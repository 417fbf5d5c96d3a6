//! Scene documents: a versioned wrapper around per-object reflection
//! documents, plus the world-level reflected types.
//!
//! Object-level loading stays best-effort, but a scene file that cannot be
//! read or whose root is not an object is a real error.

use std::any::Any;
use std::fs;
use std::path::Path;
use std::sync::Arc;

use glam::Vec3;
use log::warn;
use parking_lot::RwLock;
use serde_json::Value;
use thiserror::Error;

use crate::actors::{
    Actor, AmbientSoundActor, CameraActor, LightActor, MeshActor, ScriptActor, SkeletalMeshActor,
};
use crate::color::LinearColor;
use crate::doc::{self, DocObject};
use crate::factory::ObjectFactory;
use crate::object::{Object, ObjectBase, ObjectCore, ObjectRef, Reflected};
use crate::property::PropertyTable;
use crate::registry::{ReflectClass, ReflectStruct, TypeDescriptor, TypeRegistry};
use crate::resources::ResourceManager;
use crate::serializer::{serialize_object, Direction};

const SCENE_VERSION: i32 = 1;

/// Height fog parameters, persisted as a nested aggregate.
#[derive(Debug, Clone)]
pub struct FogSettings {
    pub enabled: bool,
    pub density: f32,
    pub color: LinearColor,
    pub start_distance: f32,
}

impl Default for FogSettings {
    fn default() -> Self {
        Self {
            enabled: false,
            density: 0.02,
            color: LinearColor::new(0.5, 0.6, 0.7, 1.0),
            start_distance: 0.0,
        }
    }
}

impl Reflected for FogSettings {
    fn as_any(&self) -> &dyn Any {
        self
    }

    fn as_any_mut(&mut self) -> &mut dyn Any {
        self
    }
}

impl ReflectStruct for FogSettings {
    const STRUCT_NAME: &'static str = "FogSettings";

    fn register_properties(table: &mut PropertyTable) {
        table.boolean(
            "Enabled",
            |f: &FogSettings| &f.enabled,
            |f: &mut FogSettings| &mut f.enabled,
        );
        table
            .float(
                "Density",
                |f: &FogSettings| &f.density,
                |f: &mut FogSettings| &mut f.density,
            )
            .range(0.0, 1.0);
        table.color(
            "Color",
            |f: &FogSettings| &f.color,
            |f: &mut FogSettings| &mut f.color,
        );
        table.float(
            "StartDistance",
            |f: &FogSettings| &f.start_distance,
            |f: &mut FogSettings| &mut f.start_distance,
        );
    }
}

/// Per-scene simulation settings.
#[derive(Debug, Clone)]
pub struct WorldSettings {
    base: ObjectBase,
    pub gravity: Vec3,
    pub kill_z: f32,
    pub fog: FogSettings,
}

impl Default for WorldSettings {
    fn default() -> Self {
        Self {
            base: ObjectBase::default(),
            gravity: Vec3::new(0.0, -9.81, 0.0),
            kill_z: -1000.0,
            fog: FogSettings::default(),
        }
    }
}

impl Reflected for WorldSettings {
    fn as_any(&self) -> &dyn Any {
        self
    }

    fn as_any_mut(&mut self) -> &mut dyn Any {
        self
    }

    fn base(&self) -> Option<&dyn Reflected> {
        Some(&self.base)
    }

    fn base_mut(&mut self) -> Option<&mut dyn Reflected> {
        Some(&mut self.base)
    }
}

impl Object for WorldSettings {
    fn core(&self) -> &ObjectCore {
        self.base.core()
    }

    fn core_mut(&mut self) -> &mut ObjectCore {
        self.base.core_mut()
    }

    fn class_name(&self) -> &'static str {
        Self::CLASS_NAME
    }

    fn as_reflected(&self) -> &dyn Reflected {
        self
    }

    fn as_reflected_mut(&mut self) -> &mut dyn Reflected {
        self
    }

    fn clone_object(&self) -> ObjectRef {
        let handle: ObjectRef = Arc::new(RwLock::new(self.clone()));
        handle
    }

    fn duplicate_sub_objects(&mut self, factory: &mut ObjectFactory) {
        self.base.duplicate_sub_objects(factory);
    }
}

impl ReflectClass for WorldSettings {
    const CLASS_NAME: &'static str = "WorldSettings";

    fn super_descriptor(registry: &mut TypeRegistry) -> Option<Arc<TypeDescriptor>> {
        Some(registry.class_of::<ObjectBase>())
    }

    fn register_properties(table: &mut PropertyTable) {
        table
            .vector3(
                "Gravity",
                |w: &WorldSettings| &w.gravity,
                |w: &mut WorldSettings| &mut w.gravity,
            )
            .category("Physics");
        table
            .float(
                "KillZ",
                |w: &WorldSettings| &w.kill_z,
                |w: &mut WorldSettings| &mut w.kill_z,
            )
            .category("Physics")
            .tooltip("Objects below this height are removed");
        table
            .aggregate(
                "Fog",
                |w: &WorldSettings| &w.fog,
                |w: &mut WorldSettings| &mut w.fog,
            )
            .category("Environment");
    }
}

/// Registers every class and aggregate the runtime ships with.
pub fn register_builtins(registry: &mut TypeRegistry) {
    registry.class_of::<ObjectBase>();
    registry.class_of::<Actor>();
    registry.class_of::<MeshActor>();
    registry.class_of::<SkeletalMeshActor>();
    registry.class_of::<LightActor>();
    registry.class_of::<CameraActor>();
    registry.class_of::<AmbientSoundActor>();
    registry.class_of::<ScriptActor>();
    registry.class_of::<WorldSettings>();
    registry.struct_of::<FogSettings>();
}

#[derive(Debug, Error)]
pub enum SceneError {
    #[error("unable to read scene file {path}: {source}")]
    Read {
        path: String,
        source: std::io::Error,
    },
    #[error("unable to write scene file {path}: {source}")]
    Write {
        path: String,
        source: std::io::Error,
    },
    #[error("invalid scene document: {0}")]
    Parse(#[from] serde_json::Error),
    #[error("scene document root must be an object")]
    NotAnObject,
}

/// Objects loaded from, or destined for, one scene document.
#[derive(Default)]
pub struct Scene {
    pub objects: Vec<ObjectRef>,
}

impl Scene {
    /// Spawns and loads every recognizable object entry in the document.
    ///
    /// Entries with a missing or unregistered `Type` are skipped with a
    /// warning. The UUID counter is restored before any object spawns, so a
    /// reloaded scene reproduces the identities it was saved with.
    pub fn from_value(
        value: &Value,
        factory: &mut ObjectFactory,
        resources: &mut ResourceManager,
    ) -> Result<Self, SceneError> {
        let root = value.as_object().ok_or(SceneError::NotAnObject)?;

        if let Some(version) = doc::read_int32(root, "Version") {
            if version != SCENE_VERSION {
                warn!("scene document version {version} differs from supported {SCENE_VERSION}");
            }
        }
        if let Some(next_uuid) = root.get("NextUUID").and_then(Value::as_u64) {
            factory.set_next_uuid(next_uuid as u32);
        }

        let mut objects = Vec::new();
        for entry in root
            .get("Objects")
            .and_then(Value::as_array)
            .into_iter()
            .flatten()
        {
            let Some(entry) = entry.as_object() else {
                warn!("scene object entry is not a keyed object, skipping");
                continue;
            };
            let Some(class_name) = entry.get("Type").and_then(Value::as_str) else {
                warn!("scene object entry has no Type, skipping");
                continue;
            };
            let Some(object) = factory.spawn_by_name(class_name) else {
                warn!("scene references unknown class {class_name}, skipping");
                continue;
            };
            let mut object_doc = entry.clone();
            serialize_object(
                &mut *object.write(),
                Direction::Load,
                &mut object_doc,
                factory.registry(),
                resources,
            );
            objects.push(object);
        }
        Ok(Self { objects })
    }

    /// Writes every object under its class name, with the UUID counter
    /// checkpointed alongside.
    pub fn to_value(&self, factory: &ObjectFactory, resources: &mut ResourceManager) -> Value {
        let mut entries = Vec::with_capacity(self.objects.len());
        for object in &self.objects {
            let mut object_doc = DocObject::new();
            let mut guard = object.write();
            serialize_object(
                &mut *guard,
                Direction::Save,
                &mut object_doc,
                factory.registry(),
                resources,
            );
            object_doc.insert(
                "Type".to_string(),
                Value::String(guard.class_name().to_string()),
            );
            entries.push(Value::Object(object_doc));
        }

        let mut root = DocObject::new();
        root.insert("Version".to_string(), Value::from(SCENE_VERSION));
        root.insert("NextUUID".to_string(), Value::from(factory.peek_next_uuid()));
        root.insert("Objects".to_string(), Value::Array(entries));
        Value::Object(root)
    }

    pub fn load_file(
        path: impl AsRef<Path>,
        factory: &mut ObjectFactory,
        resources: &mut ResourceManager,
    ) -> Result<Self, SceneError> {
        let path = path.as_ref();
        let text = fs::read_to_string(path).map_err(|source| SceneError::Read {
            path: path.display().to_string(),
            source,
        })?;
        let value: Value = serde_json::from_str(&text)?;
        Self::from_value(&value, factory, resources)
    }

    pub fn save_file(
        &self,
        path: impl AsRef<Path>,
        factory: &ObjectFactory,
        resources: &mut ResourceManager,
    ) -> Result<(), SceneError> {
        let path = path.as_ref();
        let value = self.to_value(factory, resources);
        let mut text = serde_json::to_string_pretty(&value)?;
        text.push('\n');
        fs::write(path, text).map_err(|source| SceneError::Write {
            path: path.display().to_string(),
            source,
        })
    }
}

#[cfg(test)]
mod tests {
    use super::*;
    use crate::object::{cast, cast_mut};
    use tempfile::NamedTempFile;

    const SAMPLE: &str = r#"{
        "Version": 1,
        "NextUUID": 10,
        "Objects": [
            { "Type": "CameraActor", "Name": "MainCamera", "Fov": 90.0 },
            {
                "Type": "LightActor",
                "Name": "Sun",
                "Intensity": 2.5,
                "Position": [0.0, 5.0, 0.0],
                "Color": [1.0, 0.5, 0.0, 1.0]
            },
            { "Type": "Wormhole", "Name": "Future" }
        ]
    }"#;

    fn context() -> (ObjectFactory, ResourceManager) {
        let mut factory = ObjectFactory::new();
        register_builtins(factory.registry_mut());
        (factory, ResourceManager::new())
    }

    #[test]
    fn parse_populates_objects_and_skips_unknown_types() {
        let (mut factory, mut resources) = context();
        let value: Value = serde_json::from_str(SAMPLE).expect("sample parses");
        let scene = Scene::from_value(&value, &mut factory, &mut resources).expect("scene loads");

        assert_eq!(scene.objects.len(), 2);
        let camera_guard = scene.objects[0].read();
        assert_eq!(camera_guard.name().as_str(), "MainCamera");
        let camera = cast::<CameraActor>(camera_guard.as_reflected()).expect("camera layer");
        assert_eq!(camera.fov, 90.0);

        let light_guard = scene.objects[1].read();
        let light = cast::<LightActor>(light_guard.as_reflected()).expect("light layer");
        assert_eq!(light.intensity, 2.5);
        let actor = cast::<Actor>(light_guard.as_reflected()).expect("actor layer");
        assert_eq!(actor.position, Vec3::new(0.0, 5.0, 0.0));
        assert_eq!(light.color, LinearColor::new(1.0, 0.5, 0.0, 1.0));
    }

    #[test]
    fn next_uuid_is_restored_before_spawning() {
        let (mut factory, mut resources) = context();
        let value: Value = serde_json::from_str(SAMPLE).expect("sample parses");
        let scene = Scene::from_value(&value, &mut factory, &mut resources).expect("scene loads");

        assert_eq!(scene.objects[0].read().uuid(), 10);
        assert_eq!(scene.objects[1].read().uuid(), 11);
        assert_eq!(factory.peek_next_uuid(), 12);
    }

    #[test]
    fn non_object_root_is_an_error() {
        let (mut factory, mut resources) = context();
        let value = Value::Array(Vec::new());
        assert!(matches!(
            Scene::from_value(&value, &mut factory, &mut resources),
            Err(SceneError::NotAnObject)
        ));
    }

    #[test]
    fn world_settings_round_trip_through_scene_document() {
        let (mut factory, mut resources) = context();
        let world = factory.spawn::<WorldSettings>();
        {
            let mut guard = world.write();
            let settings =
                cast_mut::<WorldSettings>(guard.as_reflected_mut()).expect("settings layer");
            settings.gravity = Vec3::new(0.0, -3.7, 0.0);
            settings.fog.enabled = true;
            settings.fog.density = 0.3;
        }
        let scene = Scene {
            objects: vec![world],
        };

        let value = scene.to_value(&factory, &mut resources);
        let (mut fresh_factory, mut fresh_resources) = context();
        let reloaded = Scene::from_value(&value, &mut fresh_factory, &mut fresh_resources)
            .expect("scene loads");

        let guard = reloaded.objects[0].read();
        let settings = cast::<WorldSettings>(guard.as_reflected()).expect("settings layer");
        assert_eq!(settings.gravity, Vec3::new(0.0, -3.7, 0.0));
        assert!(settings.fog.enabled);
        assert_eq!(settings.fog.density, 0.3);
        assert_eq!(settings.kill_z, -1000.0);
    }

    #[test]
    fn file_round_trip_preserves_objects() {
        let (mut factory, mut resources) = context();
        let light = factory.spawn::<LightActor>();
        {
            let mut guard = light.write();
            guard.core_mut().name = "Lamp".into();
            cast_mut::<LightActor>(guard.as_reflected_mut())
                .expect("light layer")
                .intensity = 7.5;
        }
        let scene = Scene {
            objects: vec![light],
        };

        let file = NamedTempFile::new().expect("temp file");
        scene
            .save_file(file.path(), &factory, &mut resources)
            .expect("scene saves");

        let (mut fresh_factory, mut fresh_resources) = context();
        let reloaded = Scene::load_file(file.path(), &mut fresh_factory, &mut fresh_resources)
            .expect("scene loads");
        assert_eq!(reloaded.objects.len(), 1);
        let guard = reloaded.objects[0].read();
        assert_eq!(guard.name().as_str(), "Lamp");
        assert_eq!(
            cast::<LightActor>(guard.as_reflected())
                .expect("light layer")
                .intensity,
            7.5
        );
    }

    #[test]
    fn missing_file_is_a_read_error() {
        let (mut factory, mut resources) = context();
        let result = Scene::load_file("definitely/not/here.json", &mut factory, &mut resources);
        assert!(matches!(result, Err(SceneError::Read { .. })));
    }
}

________

All lines of the data above that include the word "AmbientSoundActor" must be shown.

    Actor, AmbientSoundActor, CameraActor, LightActor, MeshActor, ScriptActor, SkeletalMeshActor,
    registry.class_of::<AmbientSoundActor>();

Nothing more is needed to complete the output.